● **Requirement**: Report each line of the entries below that has the word "Drained" in it.

_ _ _ _

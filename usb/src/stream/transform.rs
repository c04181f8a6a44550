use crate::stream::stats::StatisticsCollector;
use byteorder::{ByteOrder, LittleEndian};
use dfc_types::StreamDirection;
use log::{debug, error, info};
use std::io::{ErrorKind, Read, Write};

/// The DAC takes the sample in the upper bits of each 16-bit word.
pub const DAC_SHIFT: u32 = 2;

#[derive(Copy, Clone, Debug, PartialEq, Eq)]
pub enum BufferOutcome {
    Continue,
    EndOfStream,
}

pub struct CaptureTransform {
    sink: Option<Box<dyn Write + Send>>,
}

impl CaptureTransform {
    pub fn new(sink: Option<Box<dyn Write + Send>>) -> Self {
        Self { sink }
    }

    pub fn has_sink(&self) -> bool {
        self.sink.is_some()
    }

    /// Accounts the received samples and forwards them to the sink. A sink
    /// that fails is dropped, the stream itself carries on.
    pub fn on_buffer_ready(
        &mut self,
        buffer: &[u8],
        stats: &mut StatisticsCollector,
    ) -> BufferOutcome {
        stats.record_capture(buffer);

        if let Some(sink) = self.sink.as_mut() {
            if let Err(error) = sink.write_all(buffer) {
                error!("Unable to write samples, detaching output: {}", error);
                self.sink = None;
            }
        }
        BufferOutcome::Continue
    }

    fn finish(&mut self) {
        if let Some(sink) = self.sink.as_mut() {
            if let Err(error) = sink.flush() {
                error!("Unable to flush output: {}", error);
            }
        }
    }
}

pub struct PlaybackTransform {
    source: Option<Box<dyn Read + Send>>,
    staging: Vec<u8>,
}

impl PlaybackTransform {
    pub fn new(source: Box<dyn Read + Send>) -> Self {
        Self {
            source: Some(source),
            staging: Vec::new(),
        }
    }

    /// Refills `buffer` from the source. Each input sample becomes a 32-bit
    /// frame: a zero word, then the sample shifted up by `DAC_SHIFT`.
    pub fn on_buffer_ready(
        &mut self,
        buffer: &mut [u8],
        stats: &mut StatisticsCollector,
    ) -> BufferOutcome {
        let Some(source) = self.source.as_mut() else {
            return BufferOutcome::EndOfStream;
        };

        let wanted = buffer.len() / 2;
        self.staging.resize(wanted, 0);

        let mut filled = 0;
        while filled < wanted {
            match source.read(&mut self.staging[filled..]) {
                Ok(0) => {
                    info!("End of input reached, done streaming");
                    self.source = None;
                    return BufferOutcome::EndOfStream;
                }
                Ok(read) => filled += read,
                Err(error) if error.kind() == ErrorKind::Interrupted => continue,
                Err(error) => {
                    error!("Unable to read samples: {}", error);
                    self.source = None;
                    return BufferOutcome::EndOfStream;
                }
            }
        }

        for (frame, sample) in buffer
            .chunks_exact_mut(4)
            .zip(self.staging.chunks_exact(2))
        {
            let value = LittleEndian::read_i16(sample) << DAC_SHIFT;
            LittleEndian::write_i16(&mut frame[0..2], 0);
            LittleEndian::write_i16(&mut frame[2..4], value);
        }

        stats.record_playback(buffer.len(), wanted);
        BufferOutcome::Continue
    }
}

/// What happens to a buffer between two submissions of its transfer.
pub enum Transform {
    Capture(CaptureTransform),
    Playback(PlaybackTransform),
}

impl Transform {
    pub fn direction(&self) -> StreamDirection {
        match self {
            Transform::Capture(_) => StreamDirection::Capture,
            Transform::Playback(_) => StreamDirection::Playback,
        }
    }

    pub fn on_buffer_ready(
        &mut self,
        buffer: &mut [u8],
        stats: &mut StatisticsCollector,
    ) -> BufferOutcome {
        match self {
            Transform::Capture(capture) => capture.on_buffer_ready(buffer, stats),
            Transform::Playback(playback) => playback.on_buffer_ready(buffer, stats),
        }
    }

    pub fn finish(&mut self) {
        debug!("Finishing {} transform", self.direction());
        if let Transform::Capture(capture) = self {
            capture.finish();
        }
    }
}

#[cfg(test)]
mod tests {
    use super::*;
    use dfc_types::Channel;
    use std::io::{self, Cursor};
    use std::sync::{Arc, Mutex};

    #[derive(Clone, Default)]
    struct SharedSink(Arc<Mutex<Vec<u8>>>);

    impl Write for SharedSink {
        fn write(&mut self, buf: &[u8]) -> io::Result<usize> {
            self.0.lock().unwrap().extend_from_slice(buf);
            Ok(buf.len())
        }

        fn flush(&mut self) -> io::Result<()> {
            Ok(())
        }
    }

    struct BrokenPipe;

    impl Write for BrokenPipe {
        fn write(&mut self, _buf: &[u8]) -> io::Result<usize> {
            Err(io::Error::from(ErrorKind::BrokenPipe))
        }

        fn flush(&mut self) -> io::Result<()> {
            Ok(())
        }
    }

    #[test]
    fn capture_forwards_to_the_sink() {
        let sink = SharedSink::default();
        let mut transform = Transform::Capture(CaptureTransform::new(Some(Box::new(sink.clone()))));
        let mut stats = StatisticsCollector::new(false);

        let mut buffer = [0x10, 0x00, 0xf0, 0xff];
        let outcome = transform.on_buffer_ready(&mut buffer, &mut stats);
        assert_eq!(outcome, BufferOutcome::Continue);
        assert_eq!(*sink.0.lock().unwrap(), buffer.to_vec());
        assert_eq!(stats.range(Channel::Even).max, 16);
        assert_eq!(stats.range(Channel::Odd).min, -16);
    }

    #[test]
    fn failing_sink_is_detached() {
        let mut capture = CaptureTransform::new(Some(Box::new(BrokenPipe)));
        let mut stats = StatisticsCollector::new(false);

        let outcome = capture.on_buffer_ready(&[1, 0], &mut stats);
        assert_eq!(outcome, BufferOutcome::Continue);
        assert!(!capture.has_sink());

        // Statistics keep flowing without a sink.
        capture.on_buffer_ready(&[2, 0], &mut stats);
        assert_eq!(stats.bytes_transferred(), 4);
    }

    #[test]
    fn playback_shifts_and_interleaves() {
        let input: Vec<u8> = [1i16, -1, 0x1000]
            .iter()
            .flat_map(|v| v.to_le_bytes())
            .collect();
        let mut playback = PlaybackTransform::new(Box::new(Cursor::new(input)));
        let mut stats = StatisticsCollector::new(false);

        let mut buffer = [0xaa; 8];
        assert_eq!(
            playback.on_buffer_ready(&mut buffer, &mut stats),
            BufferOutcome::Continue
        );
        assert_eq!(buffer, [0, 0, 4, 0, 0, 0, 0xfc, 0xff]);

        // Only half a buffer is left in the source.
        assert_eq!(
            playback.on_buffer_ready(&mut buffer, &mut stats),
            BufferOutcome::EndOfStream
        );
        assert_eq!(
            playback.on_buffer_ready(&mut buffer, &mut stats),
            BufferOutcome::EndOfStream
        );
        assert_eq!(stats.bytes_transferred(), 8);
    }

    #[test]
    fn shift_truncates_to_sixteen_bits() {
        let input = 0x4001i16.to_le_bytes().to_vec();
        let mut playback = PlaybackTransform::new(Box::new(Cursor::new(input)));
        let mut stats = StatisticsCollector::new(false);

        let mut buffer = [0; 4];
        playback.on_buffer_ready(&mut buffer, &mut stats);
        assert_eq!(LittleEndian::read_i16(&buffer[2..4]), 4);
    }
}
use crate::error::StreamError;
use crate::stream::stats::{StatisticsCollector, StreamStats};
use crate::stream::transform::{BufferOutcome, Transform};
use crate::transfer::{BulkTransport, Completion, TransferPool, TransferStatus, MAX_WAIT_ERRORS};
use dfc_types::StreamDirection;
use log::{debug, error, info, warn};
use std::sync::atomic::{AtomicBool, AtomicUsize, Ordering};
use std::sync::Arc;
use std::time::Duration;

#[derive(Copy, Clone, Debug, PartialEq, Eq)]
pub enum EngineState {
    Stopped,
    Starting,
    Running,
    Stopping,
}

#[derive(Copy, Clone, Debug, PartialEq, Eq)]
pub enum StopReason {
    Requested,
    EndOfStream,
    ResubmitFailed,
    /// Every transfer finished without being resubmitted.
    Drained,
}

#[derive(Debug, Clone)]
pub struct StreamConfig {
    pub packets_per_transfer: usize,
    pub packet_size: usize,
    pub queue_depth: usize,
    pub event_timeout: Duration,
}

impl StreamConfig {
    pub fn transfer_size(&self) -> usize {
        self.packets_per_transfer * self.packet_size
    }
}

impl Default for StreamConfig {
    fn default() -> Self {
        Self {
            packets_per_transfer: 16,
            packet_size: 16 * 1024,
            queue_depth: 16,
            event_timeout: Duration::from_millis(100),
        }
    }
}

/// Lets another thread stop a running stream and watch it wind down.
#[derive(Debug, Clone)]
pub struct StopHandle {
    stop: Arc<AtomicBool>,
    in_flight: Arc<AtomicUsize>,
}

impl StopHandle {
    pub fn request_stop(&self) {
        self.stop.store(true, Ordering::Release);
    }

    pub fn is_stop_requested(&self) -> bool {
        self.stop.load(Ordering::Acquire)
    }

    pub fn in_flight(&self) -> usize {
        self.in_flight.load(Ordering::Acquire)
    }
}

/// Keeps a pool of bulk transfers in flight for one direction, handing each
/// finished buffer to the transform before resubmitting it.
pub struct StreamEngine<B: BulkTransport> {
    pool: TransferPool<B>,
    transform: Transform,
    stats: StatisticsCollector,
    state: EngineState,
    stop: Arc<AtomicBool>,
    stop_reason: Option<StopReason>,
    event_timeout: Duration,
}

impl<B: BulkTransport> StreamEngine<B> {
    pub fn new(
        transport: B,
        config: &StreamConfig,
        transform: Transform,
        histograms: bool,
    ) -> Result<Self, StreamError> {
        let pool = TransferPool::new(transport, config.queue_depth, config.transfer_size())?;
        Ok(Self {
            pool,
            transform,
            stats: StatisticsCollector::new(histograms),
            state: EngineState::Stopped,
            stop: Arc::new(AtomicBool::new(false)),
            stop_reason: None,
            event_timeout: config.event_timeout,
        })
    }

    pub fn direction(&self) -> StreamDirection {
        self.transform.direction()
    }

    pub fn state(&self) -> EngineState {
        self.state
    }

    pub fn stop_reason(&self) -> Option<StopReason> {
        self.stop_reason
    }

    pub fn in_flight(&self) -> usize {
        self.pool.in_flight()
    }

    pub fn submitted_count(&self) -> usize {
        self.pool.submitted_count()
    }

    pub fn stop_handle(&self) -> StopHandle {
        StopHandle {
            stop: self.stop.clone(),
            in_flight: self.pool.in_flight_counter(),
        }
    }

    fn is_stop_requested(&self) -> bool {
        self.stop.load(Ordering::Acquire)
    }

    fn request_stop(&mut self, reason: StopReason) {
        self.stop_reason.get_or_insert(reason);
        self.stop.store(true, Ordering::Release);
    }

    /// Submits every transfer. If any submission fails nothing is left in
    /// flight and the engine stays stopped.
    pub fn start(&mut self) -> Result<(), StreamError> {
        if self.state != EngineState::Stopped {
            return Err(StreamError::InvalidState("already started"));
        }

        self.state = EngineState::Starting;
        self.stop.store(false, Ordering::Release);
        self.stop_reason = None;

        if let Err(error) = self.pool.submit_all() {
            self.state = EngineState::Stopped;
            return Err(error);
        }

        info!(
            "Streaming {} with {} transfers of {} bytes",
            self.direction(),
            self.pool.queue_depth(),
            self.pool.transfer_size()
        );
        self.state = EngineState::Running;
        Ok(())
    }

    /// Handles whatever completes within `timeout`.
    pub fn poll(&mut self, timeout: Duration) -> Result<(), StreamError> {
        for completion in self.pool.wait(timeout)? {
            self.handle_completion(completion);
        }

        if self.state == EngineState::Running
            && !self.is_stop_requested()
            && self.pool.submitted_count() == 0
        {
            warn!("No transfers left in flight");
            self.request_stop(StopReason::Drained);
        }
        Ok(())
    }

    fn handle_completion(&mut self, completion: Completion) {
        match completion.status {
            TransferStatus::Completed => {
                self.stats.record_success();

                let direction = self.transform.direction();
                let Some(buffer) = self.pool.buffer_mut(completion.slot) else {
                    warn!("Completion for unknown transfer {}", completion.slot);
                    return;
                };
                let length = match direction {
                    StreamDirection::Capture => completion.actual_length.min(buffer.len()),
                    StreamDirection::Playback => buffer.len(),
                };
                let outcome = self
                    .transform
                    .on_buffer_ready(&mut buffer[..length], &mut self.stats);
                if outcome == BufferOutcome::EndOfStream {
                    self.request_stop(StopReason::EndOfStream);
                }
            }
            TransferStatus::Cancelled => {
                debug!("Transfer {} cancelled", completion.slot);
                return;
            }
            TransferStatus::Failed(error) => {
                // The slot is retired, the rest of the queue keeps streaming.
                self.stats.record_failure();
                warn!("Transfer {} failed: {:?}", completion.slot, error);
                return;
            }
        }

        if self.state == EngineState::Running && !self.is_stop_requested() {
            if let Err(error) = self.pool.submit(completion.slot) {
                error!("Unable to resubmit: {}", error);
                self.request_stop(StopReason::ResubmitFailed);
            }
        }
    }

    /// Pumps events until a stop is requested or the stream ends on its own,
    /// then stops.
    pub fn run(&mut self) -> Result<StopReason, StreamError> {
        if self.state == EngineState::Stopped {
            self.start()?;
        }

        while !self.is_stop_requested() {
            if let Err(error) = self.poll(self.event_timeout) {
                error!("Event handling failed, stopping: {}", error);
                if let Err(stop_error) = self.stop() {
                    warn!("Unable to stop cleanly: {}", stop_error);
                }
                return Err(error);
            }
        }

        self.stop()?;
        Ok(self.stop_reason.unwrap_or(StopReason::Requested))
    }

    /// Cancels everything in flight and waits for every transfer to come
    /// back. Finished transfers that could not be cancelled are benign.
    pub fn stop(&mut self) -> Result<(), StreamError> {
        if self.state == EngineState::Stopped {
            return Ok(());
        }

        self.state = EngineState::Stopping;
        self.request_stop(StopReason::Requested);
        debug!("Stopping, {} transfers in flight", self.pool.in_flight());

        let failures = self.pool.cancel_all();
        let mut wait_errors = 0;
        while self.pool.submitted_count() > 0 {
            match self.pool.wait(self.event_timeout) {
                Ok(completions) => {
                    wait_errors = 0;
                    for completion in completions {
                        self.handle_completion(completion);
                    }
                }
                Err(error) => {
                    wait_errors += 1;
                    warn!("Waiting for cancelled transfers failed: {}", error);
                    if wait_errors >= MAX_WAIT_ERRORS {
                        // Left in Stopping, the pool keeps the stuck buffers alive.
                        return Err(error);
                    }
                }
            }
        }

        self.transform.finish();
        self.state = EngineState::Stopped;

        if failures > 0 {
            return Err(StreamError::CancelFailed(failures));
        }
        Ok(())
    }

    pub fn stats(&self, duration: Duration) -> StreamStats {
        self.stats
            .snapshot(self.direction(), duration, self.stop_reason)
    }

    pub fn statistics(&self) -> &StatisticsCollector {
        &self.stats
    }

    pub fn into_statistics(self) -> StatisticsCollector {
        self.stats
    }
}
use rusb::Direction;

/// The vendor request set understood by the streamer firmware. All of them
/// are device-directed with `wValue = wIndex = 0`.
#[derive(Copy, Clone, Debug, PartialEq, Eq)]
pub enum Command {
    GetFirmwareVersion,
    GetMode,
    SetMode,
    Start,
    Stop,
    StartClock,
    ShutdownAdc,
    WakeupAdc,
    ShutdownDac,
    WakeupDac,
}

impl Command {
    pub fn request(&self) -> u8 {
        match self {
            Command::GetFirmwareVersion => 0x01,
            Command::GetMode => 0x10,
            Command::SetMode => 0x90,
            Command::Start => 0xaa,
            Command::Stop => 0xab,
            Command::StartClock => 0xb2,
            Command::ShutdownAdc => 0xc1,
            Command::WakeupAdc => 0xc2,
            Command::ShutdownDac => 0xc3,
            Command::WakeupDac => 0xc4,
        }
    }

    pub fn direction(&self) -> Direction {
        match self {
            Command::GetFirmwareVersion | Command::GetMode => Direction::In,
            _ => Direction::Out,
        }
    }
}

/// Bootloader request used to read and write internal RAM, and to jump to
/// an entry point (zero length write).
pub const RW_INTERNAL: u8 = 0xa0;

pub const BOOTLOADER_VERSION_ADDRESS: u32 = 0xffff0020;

_ _ _ _

● **Response box**:
    Drained,
            self.request_stop(StopReason::Drained);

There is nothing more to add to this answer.